Amicus Therapeutics, Inc. (FOLD) is short-sale restricted, after the company announced a delay on its migalastat new drug application
Amicus Therapeutics, Inc. (NASDAQ:FOLD) is among the biggest losers on the Nasdaq, after the company said its new drug application (NDA) for its experimental migalastat treatment
likely won't be submitted to the Food and Drug Administration (FDA) by year-end. At last check, the shares have tanked 40% at $8.23, and have landed on the short-sale restricted list.
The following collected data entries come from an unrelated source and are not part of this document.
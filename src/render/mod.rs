//! Rendering module
//!
//! Draw commands go through the `Surface` trait. The HTML canvas backend is
//! only compiled for wasm32.

#[cfg(target_arch = "wasm32")]
pub mod canvas;
pub mod color;
pub mod surface;

#[cfg(target_arch = "wasm32")]
pub use canvas::CanvasSurface;
pub use color::{Color, PALETTE, palette_color};
pub use surface::{DrawCommand, RecordingSurface, Surface};
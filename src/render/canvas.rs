//! HTML canvas backend (wasm32 only)

use std::f64::consts::TAU;

use glam::Vec2;
use wasm_bindgen::JsCast;
use web_sys::{CanvasRenderingContext2d, HtmlCanvasElement};

use super::color::Color;
use super::surface::Surface;

/// 2D canvas context wrapped as a `Surface`
pub struct CanvasSurface {
    ctx: CanvasRenderingContext2d,
    width: f64,
    height: f64,
}

impl CanvasSurface {
    /// Size the canvas and grab its 2D context.
    ///
    /// Returns `None` if the browser refuses a 2D context.
    pub fn new(canvas: &HtmlCanvasElement, width: u32, height: u32) -> Option<Self> {
        canvas.set_width(width);
        canvas.set_height(height);

        let ctx = canvas
            .get_context("2d")
            .ok()
            .flatten()?
            .dyn_into::<CanvasRenderingContext2d>()
            .ok()?;

        Some(Self {
            ctx,
            width: width as f64,
            height: height as f64,
        })
    }
}

impl Surface for CanvasSurface {
    fn clear(&mut self) {
        self.ctx.clear_rect(0.0, 0.0, self.width, self.height);
    }

    fn fill_circle(&mut self, center: Vec2, radius: f32, color: Color) {
        self.ctx.begin_path();
        if let Err(e) = self
            .ctx
            .arc(center.x as f64, center.y as f64, radius as f64, 0.0, TAU)
        {
            // Negative radius is the only failure mode
            log::warn!("arc failed: {:?}", e);
            return;
        }
        self.ctx.set_fill_style_str(&color.to_css());
        self.ctx.fill();
        self.ctx.close_path();
    }
}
Meanwhile, activity has spiked in the stock's options pits.
Most notably, FOLD call volume is running at 21 times the normal intraday rate, and about 3.5 times the pace of puts. The most active option is the now out-of-the-money January 2016 10-strike call, where 2,000 contracts are on the tape -- half of which transpired as a block.
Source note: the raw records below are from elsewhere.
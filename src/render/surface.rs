//! Drawing surface abstraction
//!
//! The simulation only ever clears the surface and fills circles, so that is
//! all a backend has to provide.

use glam::Vec2;

use super::color::Color;

/// Something the simulation can draw onto
pub trait Surface {
    /// Erase the full drawable area
    fn clear(&mut self);

    /// Paint a filled disc
    fn fill_circle(&mut self, center: Vec2, radius: f32, color: Color);
}

/// A single recorded draw primitive
#[derive(Debug, Clone, Copy, PartialEq)]
pub enum DrawCommand {
    Clear,
    FillCircle {
        center: Vec2,
        radius: f32,
        color: Color,
    },
}

/// Surface that records commands instead of rasterizing them.
///
/// Used for headless runs and tests. Commands accumulate until `take` or
/// `reset` is called.
#[derive(Debug, Clone, Default)]
pub struct RecordingSurface {
    pub commands: Vec<DrawCommand>,
}

impl RecordingSurface {
    pub fn new() -> Self {
        Self::default()
    }

    /// Drain recorded commands
    pub fn take(&mut self) -> Vec<DrawCommand> {
        std::mem::take(&mut self.commands)
    }

    pub fn reset(&mut self) {
        self.commands.clear();
    }

    /// Filled circles recorded since the most recent clear
    pub fn visible_circles(&self) -> impl Iterator<Item = (Vec2, f32, Color)> + '_ {
        let start = self
            .commands
            .iter()
            .rposition(|c| matches!(c, DrawCommand::Clear))
            .map(|i| i + 1)
            .unwrap_or(0);
        self.commands[start..].iter().filter_map(|c| match *c {
            DrawCommand::FillCircle {
                center,
                radius,
                color,
            } => Some((center, radius, color)),
            DrawCommand::Clear => None,
        })
    }
}

impl Surface for RecordingSurface {
    fn clear(&mut self) {
        self.commands.push(DrawCommand::Clear);
    }

    fn fill_circle(&mut self, center: Vec2, radius: f32, color: Color) {
        self.commands.push(DrawCommand::FillCircle {
            center,
            radius,
            color,
        });
    }
}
This represents a departure from the
longer-term put-skewed trend. Specifically, FOLD's 10-day International Securities Exchange (ISE), Chicago Board Options Exchange (CBOE), and NASDAQ OMX PHLX (PHLX)
put/call volume ratio of 0.90 ranks in the 82nd percentile of its annual range. In other words, traders have been buying to open bearish bets over bullish at a faster-than-usual clip of late.
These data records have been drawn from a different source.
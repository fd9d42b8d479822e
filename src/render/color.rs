//! Ball colors and the default palette

use std::fmt;

use serde::{Deserialize, Serialize};

use crate::error::{Error, Result};

/// Opaque sRGB color
#[derive(Debug, Clone, Copy, PartialEq, Eq, Hash, Serialize, Deserialize)]
#[serde(try_from = "String", into = "String")]
pub struct Color {
    pub r: u8,
    pub g: u8,
    pub b: u8,
}

impl Color {
    pub const fn rgb(r: u8, g: u8, b: u8) -> Self {
        Self { r, g, b }
    }

    /// Parse `#rrggbb` (case-insensitive, leading `#` optional)
    pub fn from_hex(s: &str) -> Result<Self> {
        let hex = s.strip_prefix('#').unwrap_or(s);
        if hex.len() != 6 || !hex.is_ascii() {
            return Err(Error::InvalidColor(s.to_string()));
        }
        let channel = |range: std::ops::Range<usize>| {
            u8::from_str_radix(&hex[range], 16).map_err(|_| Error::InvalidColor(s.to_string()))
        };
        Ok(Self::rgb(channel(0..2)?, channel(2..4)?, channel(4..6)?))
    }

    /// CSS fill style, e.g. `#ff99b7`
    pub fn to_css(&self) -> String {
        format!("#{:02x}{:02x}{:02x}", self.r, self.g, self.b)
    }
}

impl fmt::Display for Color {
    fn fmt(&self, f: &mut fmt::Formatter<'_>) -> fmt::Result {
        f.write_str(&self.to_css())
    }
}

impl TryFrom<String> for Color {
    type Error = Error;

    fn try_from(s: String) -> Result<Self> {
        Self::from_hex(&s)
    }
}

impl From<Color> for String {
    fn from(c: Color) -> Self {
        c.to_css()
    }
}

/// Default ball palette, cycled by creation ordinal
pub const PALETTE: [Color; 9] = [
    Color::rgb(0xff, 0x99, 0xb7), // pink
    Color::rgb(0xae, 0xc3, 0xff), // periwinkle
    Color::rgb(0xc6, 0xb9, 0xdf), // lavender
    Color::rgb(0xd0, 0xff, 0xa1), // lime
    Color::rgb(0xff, 0xff, 0xa6), // pale yellow
    Color::rgb(0x83, 0xd9, 0xdc), // teal
    Color::rgb(0xb0, 0xef, 0xef), // ice
    Color::rgb(0xe4, 0xa1, 0x99), // salmon
    Color::rgb(0xce, 0x89, 0x7b), // clay
];

/// Palette entry for a 1-based creation ordinal.
///
/// Ordinal `n` maps to `palette[n % len]`, so entry 0 is used by every
/// multiple of the palette length.
#[inline]
pub fn palette_color(palette: &[Color], ordinal: usize) -> Color {
    palette[ordinal % palette.len()]
}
On the flip side, the brokerage bunch has taken a shine to Amicus Therapeutics, Inc. (NASDAQ:FOLD). Three-quarters of analysts have doled out "strong buy" endorsements on the stock, while its consensus 12-month price target of $23.10 nearly triples the current perch (and would mark record-high levels). If today's disappointing news -- and resultant bear gap -- prompt a round of downgrades and/or price-target cuts, FOLD could face even more pressure.